It has been concluded that certain tri-carboxylic acids (citric and cis-aconitic) and di-carboxylic acids (oxalic, malonic, fumaric and tartaric) can solubilize different PRs, but the presence of Ca and Mg ions (as PR impurities) contribute to a decrease in P solubility, especially in PRs that contain substantial amounts of alkaline-earth carbonates (Kpomblekou-A and Tabatabai 2003).

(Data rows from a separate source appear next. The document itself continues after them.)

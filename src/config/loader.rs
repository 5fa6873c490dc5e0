//! Load the embedded catalog and resolve it into the runtime entity model.

use crate::config::resolved::{
    ColumnInfo, ColumnKind, IncludeDirection, IncludeSpec, ReferenceSpec, ResolvedEntity, ResolvedModel,
};
use crate::config::types::*;
use crate::config::{default_schema_id, validate, FullConfig};
use crate::error::ConfigError;
use std::collections::HashMap;

const SCHEMAS_JSON: &str = include_str!("../../catalog/schemas.json");
const ENUMS_JSON: &str = include_str!("../../catalog/enums.json");
const TABLES_JSON: &str = include_str!("../../catalog/tables.json");
const COLUMNS_JSON: &str = include_str!("../../catalog/columns.json");
const INDEXES_JSON: &str = include_str!("../../catalog/indexes.json");
const RELATIONSHIPS_JSON: &str = include_str!("../../catalog/relationships.json");
const API_ENTITIES_JSON: &str = include_str!("../../catalog/api_entities.json");

fn parse<T>(file: &str, raw: &str) -> Result<Vec<T>, ConfigError>
where
    T: for<'de> serde::Deserialize<'de>,
{
    serde_json::from_str(raw).map_err(|e| ConfigError::Load(format!("{}: {}", file, e)))
}

/// Parse the catalog compiled into the binary from `catalog/*.json`.
pub fn load_embedded() -> Result<FullConfig, ConfigError> {
    Ok(FullConfig {
        schemas: parse("schemas.json", SCHEMAS_JSON)?,
        enums: parse("enums.json", ENUMS_JSON)?,
        tables: parse("tables.json", TABLES_JSON)?,
        columns: parse("columns.json", COLUMNS_JSON)?,
        indexes: parse("indexes.json", INDEXES_JSON)?,
        relationships: parse("relationships.json", RELATIONSHIPS_JSON)?,
        api_entities: parse("api_entities.json", API_ENTITIES_JSON)?,
    })
}

/// Quote identifier for PostgreSQL (identifiers come from the catalog only).
pub(crate) fn quote_ident(s: &str) -> String {
    format!("\"{}\"", s.replace('"', "\"\""))
}

/// Build resolved model from full config (validates first).
pub fn resolve(config: &FullConfig) -> Result<ResolvedModel, ConfigError> {
    validate(config)?;
    let default_sid = default_schema_id(config)?;

    let schemas_by_id: HashMap<_, _> = config.schemas.iter().map(|s| (s.id.as_str(), s)).collect();
    let tables_by_id: HashMap<_, _> = config.tables.iter().map(|t| (t.id.as_str(), t)).collect();
    let enums_by_name: HashMap<_, _> = config.enums.iter().map(|e| (e.name.as_str(), e)).collect();
    let columns_by_table: HashMap<_, Vec<&ColumnConfig>> = config
        .columns
        .iter()
        .fold(HashMap::new(), |mut m, c| {
            m.entry(c.table_id.as_str()).or_default().push(c);
            m
        });
    let column_id_to_name: HashMap<&str, &str> =
        config.columns.iter().map(|c| (c.id.as_str(), c.name.as_str())).collect();
    let api_by_table: HashMap<&str, &ApiEntityConfig> = config
        .api_entities
        .iter()
        .map(|api| (api.entity_id.as_str(), api))
        .collect();

    let mut entities = Vec::new();
    let mut entity_by_path = HashMap::new();

    for api in &config.api_entities {
        let table = tables_by_id
            .get(api.entity_id.as_str())
            .ok_or_else(|| ConfigError::MissingReference {
                kind: "table",
                id: api.entity_id.clone(),
            })?;
        let table_sid = table.schema_id.as_deref().unwrap_or(default_sid);
        let schema = schemas_by_id
            .get(table_sid)
            .ok_or_else(|| ConfigError::MissingReference {
                kind: "schema",
                id: table_sid.to_string(),
            })?;
        let table_columns = columns_by_table
            .get(table.id.as_str())
            .map(|v| v.as_slice())
            .unwrap_or(&[]);

        let pk_names: Vec<String> = table.primary_key.columns().into_iter().map(String::from).collect();

        let mut columns = Vec::with_capacity(table_columns.len());
        for c in table_columns {
            let base = c.type_.base_name();
            let enum_cfg = enums_by_name.get(base);
            let kind = match base {
                "serial" | "integer" => ColumnKind::Integer,
                "boolean" => ColumnKind::Boolean,
                "timestamp" => ColumnKind::Timestamp,
                _ if enum_cfg.is_some() => ColumnKind::Enum,
                _ => ColumnKind::Text,
            };
            let pg_type = match (kind, enum_cfg) {
                (ColumnKind::Enum, Some(e)) => {
                    let enum_sid = e.schema_id.as_deref().unwrap_or(default_sid);
                    let enum_schema = schemas_by_id.get(enum_sid).map(|s| s.name.as_str()).unwrap_or("public");
                    format!("{}.{}", quote_ident(enum_schema), quote_ident(&e.name))
                }
                (ColumnKind::Integer, _) => "integer".to_string(),
                (ColumnKind::Boolean, _) => "boolean".to_string(),
                (ColumnKind::Timestamp, _) => "timestamp".to_string(),
                _ => "text".to_string(),
            };
            columns.push(ColumnInfo {
                name: c.name.clone(),
                kind,
                is_pk: pk_names.contains(&c.name),
                nullable: c.nullable,
                has_default: base == "serial" || c.default.is_some(),
                pg_type,
            });
        }

        let pk_serial = pk_names.len() == 1
            && table_columns
                .iter()
                .any(|c| c.name == pk_names[0] && c.type_.base_name() == "serial");

        let mut validation: HashMap<String, ValidationRule> = HashMap::new();
        for c in table_columns {
            if pk_serial && c.name == pk_names[0] {
                continue;
            }
            let info = columns.iter().find(|i| i.name == c.name);
            let required = info.map(|i| !i.nullable && !i.has_default).unwrap_or(false);
            let allowed = enums_by_name.get(c.type_.base_name()).map(|e| {
                e.values
                    .iter()
                    .map(|v| serde_json::Value::String(v.clone()))
                    .collect::<Vec<_>>()
            });
            let max_length = if c.type_.base_name() == "varchar" {
                c.type_.first_param()
            } else {
                None
            };
            let mut rule = ValidationRule {
                required: Some(required),
                max_length,
                allowed,
                ..Default::default()
            };
            if let Some(extra) = api.validation.get(&c.name) {
                merge_rule(&mut rule, extra);
            }
            validation.insert(c.name.clone(), rule);
        }

        let unique_columns = table
            .unique
            .iter()
            .filter(|u| u.len() == 1)
            .map(|u| u[0].clone())
            .collect();

        let references = config
            .relationships
            .iter()
            .filter(|r| r.from_table_id == table.id)
            .filter_map(|r| {
                let column = column_id_to_name.get(r.from_column_id.as_str())?;
                let related_column = column_id_to_name.get(r.to_column_id.as_str())?;
                let related = api_by_table.get(r.to_table_id.as_str())?;
                let to_table = tables_by_id.get(r.to_table_id.as_str())?;
                let to_sid = to_table.schema_id.as_deref().unwrap_or(default_sid);
                let to_schema = schemas_by_id.get(to_sid)?;
                Some(ReferenceSpec {
                    column: column.to_string(),
                    related_path_segment: related.path_segment.clone(),
                    related_label: related.label.clone(),
                    related_table: format!("{}.{}", quote_ident(&to_schema.name), quote_ident(&to_table.name)),
                    related_column: related_column.to_string(),
                })
            })
            .collect();

        let includes = build_includes_for_table(&table.id, &config.relationships, &column_id_to_name, &api_by_table)?;

        let entity = ResolvedEntity {
            table_id: table.id.clone(),
            schema_name: schema.name.clone(),
            table_name: table.name.clone(),
            path_segment: api.path_segment.clone(),
            label: api.label.clone(),
            pk_columns: pk_names,
            pk_serial,
            columns,
            operations: api.operations.clone(),
            filters: api.filters.clone(),
            references,
            unique_columns,
            includes,
            validation,
        };
        entity_by_path.insert(api.path_segment.clone(), entity.clone());
        entities.push(entity);
    }

    Ok(ResolvedModel {
        entities,
        entity_by_path,
    })
}

fn merge_rule(rule: &mut ValidationRule, extra: &ValidationRule) {
    if extra.required.is_some() {
        rule.required = extra.required;
    }
    if extra.max_length.is_some() {
        rule.max_length = extra.max_length;
    }
    if extra.min_length.is_some() {
        rule.min_length = extra.min_length;
    }
    if extra.allowed.is_some() {
        rule.allowed = extra.allowed.clone();
    }
    if extra.minimum.is_some() {
        rule.minimum = extra.minimum;
    }
    if extra.maximum.is_some() {
        rule.maximum = extra.maximum;
    }
}

fn build_includes_for_table(
    our_table_id: &str,
    relationships: &[RelationshipConfig],
    column_id_to_name: &HashMap<&str, &str>,
    api_by_table: &HashMap<&str, &ApiEntityConfig>,
) -> Result<Vec<IncludeSpec>, ConfigError> {
    let mut includes: Vec<IncludeSpec> = Vec::new();
    for rel in relationships {
        let (Some(from_col), Some(to_col)) = (
            column_id_to_name.get(rel.from_column_id.as_str()),
            column_id_to_name.get(rel.to_column_id.as_str()),
        ) else {
            continue;
        };
        if rel.from_table_id == our_table_id {
            if let Some(related) = api_by_table.get(rel.to_table_id.as_str()) {
                includes.push(IncludeSpec {
                    name: from_col.strip_suffix("_id").unwrap_or(from_col).to_string(),
                    direction: IncludeDirection::ToOne,
                    related_path_segment: related.path_segment.clone(),
                    our_key_column: from_col.to_string(),
                    their_key_column: to_col.to_string(),
                });
            }
        }
        if rel.to_table_id == our_table_id {
            if let Some(related) = api_by_table.get(rel.from_table_id.as_str()) {
                includes.push(IncludeSpec {
                    name: related.path_segment.clone(),
                    direction: IncludeDirection::ToMany,
                    related_path_segment: related.path_segment.clone(),
                    our_key_column: to_col.to_string(),
                    their_key_column: from_col.to_string(),
                });
            }
        }
    }
    let mut seen = std::collections::HashSet::new();
    for inc in &includes {
        if !seen.insert(inc.name.as_str()) {
            return Err(ConfigError::Validation(format!(
                "table {} has two relations named '{}'",
                our_table_id, inc.name
            )));
        }
    }
    Ok(includes)
}

#[cfg(test)]
mod tests {
    use super::*;

    fn model() -> ResolvedModel {
        resolve(&load_embedded().unwrap()).unwrap()
    }

    #[test]
    fn resolves_every_api_entity() {
        let m = model();
        assert_eq!(m.entities.len(), 17);
        for path in ["characters", "blocks", "side-quests", "character-status-effects", "quest-characters"] {
            assert!(m.entity_by_path(path).is_some(), "missing {}", path);
        }
    }

    #[test]
    fn serial_keys_and_shared_keys() {
        let m = model();
        assert!(m.entity_by_path("characters").unwrap().pk_serial);
        let playable = m.entity_by_path("playable-characters").unwrap();
        assert!(!playable.pk_serial);
        assert_eq!(playable.pk(), "character_id");
        let joined = m.entity_by_path("character-status-effects").unwrap();
        assert!(joined.has_composite_pk());
        assert!(!joined.allows("read"));
    }

    #[test]
    fn derives_validation_from_columns() {
        let m = model();
        let enemies = m.entity_by_path("enemies").unwrap();
        let hp = &enemies.validation["hp"];
        assert_eq!(hp.required, Some(true));
        assert_eq!(hp.minimum, Some(1.0));
        assert_eq!(enemies.validation["card_score"].required, Some(false));
        assert!(!enemies.validation.contains_key("enemy_id"));

        let characters = m.entity_by_path("characters").unwrap();
        assert_eq!(characters.validation["name"].max_length, Some(100));

        let blocks = m.entity_by_path("blocks").unwrap();
        let allowed = blocks.validation["block_type"].allowed.as_ref().unwrap();
        assert_eq!(allowed.len(), 4);
        assert_eq!(blocks.column("block_type").unwrap().pg_type, "\"public\".\"block_type\"");
        assert_eq!(blocks.column("location_id").unwrap().pg_type, "integer");
    }

    #[test]
    fn builds_references_and_includes() {
        let m = model();
        let bosses = m.entity_by_path("bosses").unwrap();
        let refs: Vec<_> = bosses.references.iter().map(|r| r.column.as_str()).collect();
        assert_eq!(refs, vec!["character_id", "chapter_id"]);
        assert_eq!(bosses.include("character").unwrap().direction, IncludeDirection::ToOne);

        let chapters = m.entity_by_path("chapters").unwrap();
        let locations = chapters.include("locations").unwrap();
        assert_eq!(locations.direction, IncludeDirection::ToMany);
        assert_eq!(locations.their_key_column, "chapter_id");
        assert!(chapters.include("pixls").is_some());

        let blocks = m.entity_by_path("blocks").unwrap();
        assert_eq!(blocks.include("contains_item").unwrap().related_path_segment, "items");
    }

    #[test]
    fn unique_columns_come_from_single_column_constraints() {
        let m = model();
        assert_eq!(m.entity_by_path("items").unwrap().unique_columns, vec!["name".to_string()]);
        assert!(m.entity_by_path("locations").unwrap().unique_columns.is_empty());
    }
}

Among these, citric and tartaric acids are very efficient in solubilizing PR (Sagoe et al., 1998). Gerke (1992; 1993) proved that the addition of organic acids such as citric acid increases the solubilization of Al and Fe-P precipitates, so the potential secretion of organic acids by root exudates or microbes seems to be a good option to increase the solubility of P in soil, when PR is added as fertilizer.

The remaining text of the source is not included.